> [Exercise instructions] Go through the records below and copy out every line that contains the word "rusqlite".

(Items from a dataset)
------------------------------------------------------------
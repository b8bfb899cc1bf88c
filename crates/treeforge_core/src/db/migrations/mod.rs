//! Ordered schema migrations for the content tree.
//!
//! # Responsibility
//! - Register each schema step with a version and a short name.
//! - Report and apply the steps a connection has not seen yet.
//!
//! # Invariants
//! - Versions are strictly increasing, starting at 1.
//! - All pending steps run in one transaction; a failing step leaves
//!   `PRAGMA user_version` where it was.

use crate::db::{DbError, DbResult};
use log::{error, info};
use rusqlite::Connection;

#[derive(Debug, Clone, Copy)]
struct Migration {
    version: u32,
    name: &'static str,
    sql: &'static str,
}

const MIGRATIONS: &[Migration] = &[
    Migration {
        version: 1,
        name: "content_tree",
        sql: include_str!("0001_content_tree.sql"),
    },
    Migration {
        version: 2,
        name: "workflows",
        sql: include_str!("0002_workflows.sql"),
    },
];

/// Version and name of one registered migration.
#[derive(Debug, Clone, Copy, PartialEq, Eq)]
pub struct MigrationStep {
    pub version: u32,
    pub name: &'static str,
}

impl Migration {
    fn step(&self) -> MigrationStep {
        MigrationStep {
            version: self.version,
            name: self.name,
        }
    }
}

/// Returns the latest migration version known by this binary.
pub fn latest_version() -> u32 {
    MIGRATIONS.last().map_or(0, |migration| migration.version)
}

/// Schema version recorded on `conn`.
pub fn schema_version(conn: &Connection) -> rusqlite::Result<u32> {
    conn.query_row("PRAGMA user_version;", [], |row| row.get::<_, u32>(0))
}

/// Lists the migrations `conn` still needs, in application order.
pub fn pending_migrations(conn: &Connection) -> DbResult<Vec<MigrationStep>> {
    let current = checked_version(conn)?;
    Ok(MIGRATIONS
        .iter()
        .filter(|migration| migration.version > current)
        .map(Migration::step)
        .collect())
}

/// Applies pending migrations and returns the steps that ran.
///
/// # Errors
/// - [`DbError::UnsupportedSchemaVersion`] when the database is newer than this binary.
/// - [`DbError::Migration`] naming the step whose SQL failed.
pub fn apply_migrations(conn: &mut Connection) -> DbResult<Vec<MigrationStep>> {
    let current = checked_version(conn)?;
    let pending: Vec<&Migration> = MIGRATIONS
        .iter()
        .filter(|migration| migration.version > current)
        .collect();
    if pending.is_empty() {
        return Ok(Vec::new());
    }

    let tx = conn.transaction()?;
    for migration in &pending {
        let applied = tx.execute_batch(migration.sql).and_then(|()| {
            tx.execute_batch(&format!("PRAGMA user_version = {};", migration.version))
        });
        if let Err(source) = applied {
            error!(
                "event=db_migrate module=db status=error version={} name={} error={}",
                migration.version, migration.name, source
            );
            return Err(DbError::Migration {
                version: migration.version,
                name: migration.name,
                source,
            });
        }
        info!(
            "event=db_migrate module=db status=ok version={} name={}",
            migration.version, migration.name
        );
    }
    tx.commit()?;

    Ok(pending.into_iter().map(|migration| migration.step()).collect())
}

fn checked_version(conn: &Connection) -> DbResult<u32> {
    let current = schema_version(conn)?;
    let latest = latest_version();
    if current > latest {
        return Err(DbError::UnsupportedSchemaVersion {
            db_version: current,
            latest_supported: latest,
        });
    }
    Ok(current)
}
//! Command-line interface: load a rule file and optionally a fact file, then
//! either report the compiled network or run firing passes over it.

use crate::config::RexConfig;
use crate::handlers::{FIRE_COUNTS, FireCounts, builtin_handlers};
use anyhow::{Context, bail};
use clap::{Parser, Subcommand, ValueEnum};
use rex_core::{Network, NetworkStats};
use serde::Serialize;
use std::fs;
use std::path::{Path, PathBuf};
use tracing::{info, instrument, warn};

#[derive(Parser, Debug)]
#[command(name = "rex")]
#[command(about = "Run production rules through a RETE network")]
#[command(version)]
pub struct RexCli {
    #[command(subcommand)]
    pub command: RexCommand,

    /// Configuration file (defaults to $REX_CONFIG_PATH, then rex.toml)
    #[arg(short, long, global = true)]
    pub config: Option<PathBuf>,

    /// Debug-level logging
    #[arg(short, long, global = true)]
    pub verbose: bool,

    #[arg(short, long, global = true, value_enum, default_value_t = OutputFormat::Text)]
    pub format: OutputFormat,
}

#[derive(Subcommand, Debug)]
pub enum RexCommand {
    /// Load rules and facts, then fire
    Run {
        /// Rule document (productions or event rules, JSON)
        rules: PathBuf,

        /// Fact document (JSON)
        #[arg(long)]
        facts: Option<PathBuf>,

        /// Firing passes to run; a halted pass ends the run
        #[arg(long, default_value_t = 1)]
        passes: usize,

        /// Exit with an error if any handler failed
        #[arg(long)]
        strict: bool,
    },

    /// Parse and compile rules without firing
    Check {
        /// Rule document (productions or event rules, JSON)
        rules: PathBuf,
    },
}

#[derive(ValueEnum, Debug, Clone, Copy, PartialEq, Eq)]
pub enum OutputFormat {
    Text,
    Json,
}

/// Totals across every pass of a run
#[derive(Serialize, Debug, Default)]
pub struct RunSummary {
    pub passes: usize,
    pub fired: usize,
    pub skipped: usize,
    pub failures: Vec<String>,
    pub halted: bool,
    pub fire_counts: FireCounts,
    pub stats: NetworkStats,
}

impl RexCli {
    pub fn execute(&self, config: &RexConfig) -> anyhow::Result<()> {
        match &self.command {
            RexCommand::Run { rules, facts, passes, strict } => {
                let summary = run(config, rules, facts.as_deref(), *passes)?;
                self.print_summary(&summary)?;
                if *strict && !summary.failures.is_empty() {
                    bail!("{} handler invocation(s) failed", summary.failures.len());
                }
                Ok(())
            }
            RexCommand::Check { rules } => {
                let network = load_network(config, rules)?;
                let stats = network.stats();
                match self.format {
                    OutputFormat::Json => println!("{}", serde_json::to_string_pretty(&stats)?),
                    OutputFormat::Text => {
                        println!("{} production(s) compiled", stats.productions);
                        println!(
                            "  {} beta node(s), {} alpha memories, {} constant-test node(s)",
                            stats.beta_nodes, stats.alpha_memories, stats.constant_test_nodes
                        );
                    }
                }
                Ok(())
            }
        }
    }

    fn print_summary(&self, summary: &RunSummary) -> anyhow::Result<()> {
        match self.format {
            OutputFormat::Json => println!("{}", serde_json::to_string_pretty(summary)?),
            OutputFormat::Text => {
                println!(
                    "{} pass(es): {} fired, {} skipped, {} failed{}",
                    summary.passes,
                    summary.fired,
                    summary.skipped,
                    summary.failures.len(),
                    if summary.halted { " (halted)" } else { "" }
                );
                for failure in &summary.failures {
                    println!("  failed: {failure}");
                }
                for (production, count) in &summary.fire_counts {
                    println!("  {production}: {count}");
                }
            }
        }
        Ok(())
    }
}

pub fn load_network(config: &RexConfig, rules: &Path) -> anyhow::Result<Network> {
    let text = fs::read_to_string(rules).with_context(|| format!("Failed to read rules '{}'", rules.display()))?;
    let productions = rex_rules::parse_rules(&text, &config.network)
        .with_context(|| format!("Invalid rules in '{}'", rules.display()))?;
    let mut network = Network::with_config(config.network.clone())?;
    rex_rules::install(&mut network, productions)?;
    Ok(network)
}

#[instrument(skip(config))]
pub fn run(config: &RexConfig, rules: &Path, facts: Option<&Path>, passes: usize) -> anyhow::Result<RunSummary> {
    let mut network = load_network(config, rules)?;
    if let Some(path) = facts {
        let text = fs::read_to_string(path).with_context(|| format!("Failed to read facts '{}'", path.display()))?;
        let facts = rex_rules::parse_facts(&text).with_context(|| format!("Invalid facts in '{}'", path.display()))?;
        info!(count = facts.len(), "Loading facts");
        for fact in facts {
            network.add_fact(fact);
        }
    }

    let mut handlers = builtin_handlers();
    let mut summary = RunSummary::default();
    for _ in 0..passes {
        let report = network.fire(&mut handlers);
        summary.passes += 1;
        summary.fired += report.fired;
        summary.skipped += report.skipped;
        for failure in &report.failures {
            warn!(%failure, "Handler failed");
        }
        summary.failures.extend(report.failures.iter().map(ToString::to_string));
        if report.halted {
            summary.halted = true;
            break;
        }
    }

    summary.fire_counts = network.object::<FireCounts>(FIRE_COUNTS).cloned().unwrap_or_default();
    summary.stats = network.stats();
    Ok(summary)
}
------------------------------------------------------------
> [Solution to this exercise]
use rusqlite::Connection;
pub fn schema_version(conn: &Connection) -> rusqlite::Result<u32> {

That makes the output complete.